RECORDS PROVIDED:
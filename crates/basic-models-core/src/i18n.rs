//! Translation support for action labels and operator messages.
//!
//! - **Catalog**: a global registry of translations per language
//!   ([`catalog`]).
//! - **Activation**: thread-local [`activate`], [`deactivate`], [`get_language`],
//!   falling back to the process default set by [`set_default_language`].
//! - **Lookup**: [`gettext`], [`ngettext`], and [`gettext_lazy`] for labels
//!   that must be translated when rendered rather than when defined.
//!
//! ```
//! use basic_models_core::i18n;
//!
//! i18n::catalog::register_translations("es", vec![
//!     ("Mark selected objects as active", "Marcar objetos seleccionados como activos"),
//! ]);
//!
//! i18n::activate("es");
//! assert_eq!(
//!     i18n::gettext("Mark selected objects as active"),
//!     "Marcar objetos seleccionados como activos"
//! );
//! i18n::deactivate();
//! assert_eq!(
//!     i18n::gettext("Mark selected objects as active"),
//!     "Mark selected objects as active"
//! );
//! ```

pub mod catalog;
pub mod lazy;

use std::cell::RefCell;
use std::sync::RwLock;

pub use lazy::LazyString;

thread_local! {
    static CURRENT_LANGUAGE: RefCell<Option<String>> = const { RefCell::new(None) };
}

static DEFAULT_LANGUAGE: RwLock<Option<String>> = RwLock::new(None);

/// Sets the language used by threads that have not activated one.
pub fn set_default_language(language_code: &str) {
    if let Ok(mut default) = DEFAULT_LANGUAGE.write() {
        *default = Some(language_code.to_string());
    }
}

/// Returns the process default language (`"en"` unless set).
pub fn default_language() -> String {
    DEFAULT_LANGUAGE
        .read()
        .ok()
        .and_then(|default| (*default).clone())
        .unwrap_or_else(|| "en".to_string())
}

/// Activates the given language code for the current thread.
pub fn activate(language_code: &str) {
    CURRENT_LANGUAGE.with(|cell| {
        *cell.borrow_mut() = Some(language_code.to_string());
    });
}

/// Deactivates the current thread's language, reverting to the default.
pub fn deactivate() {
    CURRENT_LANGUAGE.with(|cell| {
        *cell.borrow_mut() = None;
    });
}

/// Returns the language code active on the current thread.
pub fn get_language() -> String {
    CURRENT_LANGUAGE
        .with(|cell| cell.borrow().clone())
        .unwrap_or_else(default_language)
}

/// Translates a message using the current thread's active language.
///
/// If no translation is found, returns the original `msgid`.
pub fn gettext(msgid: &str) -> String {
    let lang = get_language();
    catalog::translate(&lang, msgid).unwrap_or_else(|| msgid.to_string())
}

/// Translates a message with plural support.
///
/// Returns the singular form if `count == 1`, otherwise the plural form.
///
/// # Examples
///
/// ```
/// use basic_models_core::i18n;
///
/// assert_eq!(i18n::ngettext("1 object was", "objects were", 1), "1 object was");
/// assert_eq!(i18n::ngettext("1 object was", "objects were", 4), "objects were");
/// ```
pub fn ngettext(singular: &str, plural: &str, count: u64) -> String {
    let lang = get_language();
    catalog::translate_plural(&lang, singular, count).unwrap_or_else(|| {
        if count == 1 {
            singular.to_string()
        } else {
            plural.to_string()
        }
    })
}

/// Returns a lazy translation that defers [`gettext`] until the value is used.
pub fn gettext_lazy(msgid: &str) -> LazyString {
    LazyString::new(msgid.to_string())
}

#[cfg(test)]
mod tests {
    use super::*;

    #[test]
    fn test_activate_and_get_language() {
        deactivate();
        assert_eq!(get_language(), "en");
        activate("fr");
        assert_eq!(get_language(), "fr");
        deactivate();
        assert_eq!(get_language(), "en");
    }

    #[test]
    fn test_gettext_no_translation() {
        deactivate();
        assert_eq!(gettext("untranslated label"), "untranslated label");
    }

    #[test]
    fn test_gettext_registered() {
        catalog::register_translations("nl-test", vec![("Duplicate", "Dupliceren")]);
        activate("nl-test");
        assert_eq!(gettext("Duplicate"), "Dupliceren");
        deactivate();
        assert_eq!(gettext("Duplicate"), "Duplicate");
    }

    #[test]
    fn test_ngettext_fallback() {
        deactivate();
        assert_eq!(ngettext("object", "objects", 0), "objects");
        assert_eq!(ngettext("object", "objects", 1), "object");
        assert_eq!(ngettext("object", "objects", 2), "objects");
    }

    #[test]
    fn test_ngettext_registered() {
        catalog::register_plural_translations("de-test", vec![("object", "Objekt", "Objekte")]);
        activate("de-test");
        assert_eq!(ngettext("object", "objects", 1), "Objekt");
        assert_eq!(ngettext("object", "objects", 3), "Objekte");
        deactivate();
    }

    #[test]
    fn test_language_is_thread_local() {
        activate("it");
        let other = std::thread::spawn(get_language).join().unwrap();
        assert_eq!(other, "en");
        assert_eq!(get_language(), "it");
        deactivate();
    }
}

==

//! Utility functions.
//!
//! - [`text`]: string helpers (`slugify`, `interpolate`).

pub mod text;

TASK DETAILS: Restate word for word the lines of the data above, starting at the line containing "filename crates/basic-models-core/src/i18n.rs" and ending at the line containing "for the current thread.", both included, and nothing more.

TASK OUTPUT:
filename crates/basic-models-core/src/i18n.rs
//! Translation support for action labels and operator messages.
//!
//! - **Catalog**: a global registry of translations per language
//!   ([`catalog`]).
//! - **Activation**: thread-local [`activate`], [`deactivate`], [`get_language`],
//!   falling back to the process default set by [`set_default_language`].
//! - **Lookup**: [`gettext`], [`ngettext`], and [`gettext_lazy`] for labels
//!   that must be translated when rendered rather than when defined.
//!
//! ```
//! use basic_models_core::i18n;
//!
//! i18n::catalog::register_translations("es", vec![
//!     ("Mark selected objects as active", "Marcar objetos seleccionados como activos"),
//! ]);
//!
//! i18n::activate("es");
//! assert_eq!(
//!     i18n::gettext("Mark selected objects as active"),
//!     "Marcar objetos seleccionados como activos"
//! );
//! i18n::deactivate();
//! assert_eq!(
//!     i18n::gettext("Mark selected objects as active"),
//!     "Mark selected objects as active"
//! );
//! ```

pub mod catalog;
pub mod lazy;

use std::cell::RefCell;
use std::sync::RwLock;

pub use lazy::LazyString;

thread_local! {
    static CURRENT_LANGUAGE: RefCell<Option<String>> = const { RefCell::new(None) };
}

static DEFAULT_LANGUAGE: RwLock<Option<String>> = RwLock::new(None);

/// Sets the language used by threads that have not activated one.
pub fn set_default_language(language_code: &str) {
    if let Ok(mut default) = DEFAULT_LANGUAGE.write() {
        *default = Some(language_code.to_string());
    }
}

/// Returns the process default language (`"en"` unless set).
pub fn default_language() -> String {
    DEFAULT_LANGUAGE
        .read()
        .ok()
        .and_then(|default| (*default).clone())
        .unwrap_or_else(|| "en".to_string())
}

/// Activates the given language code for the current thread.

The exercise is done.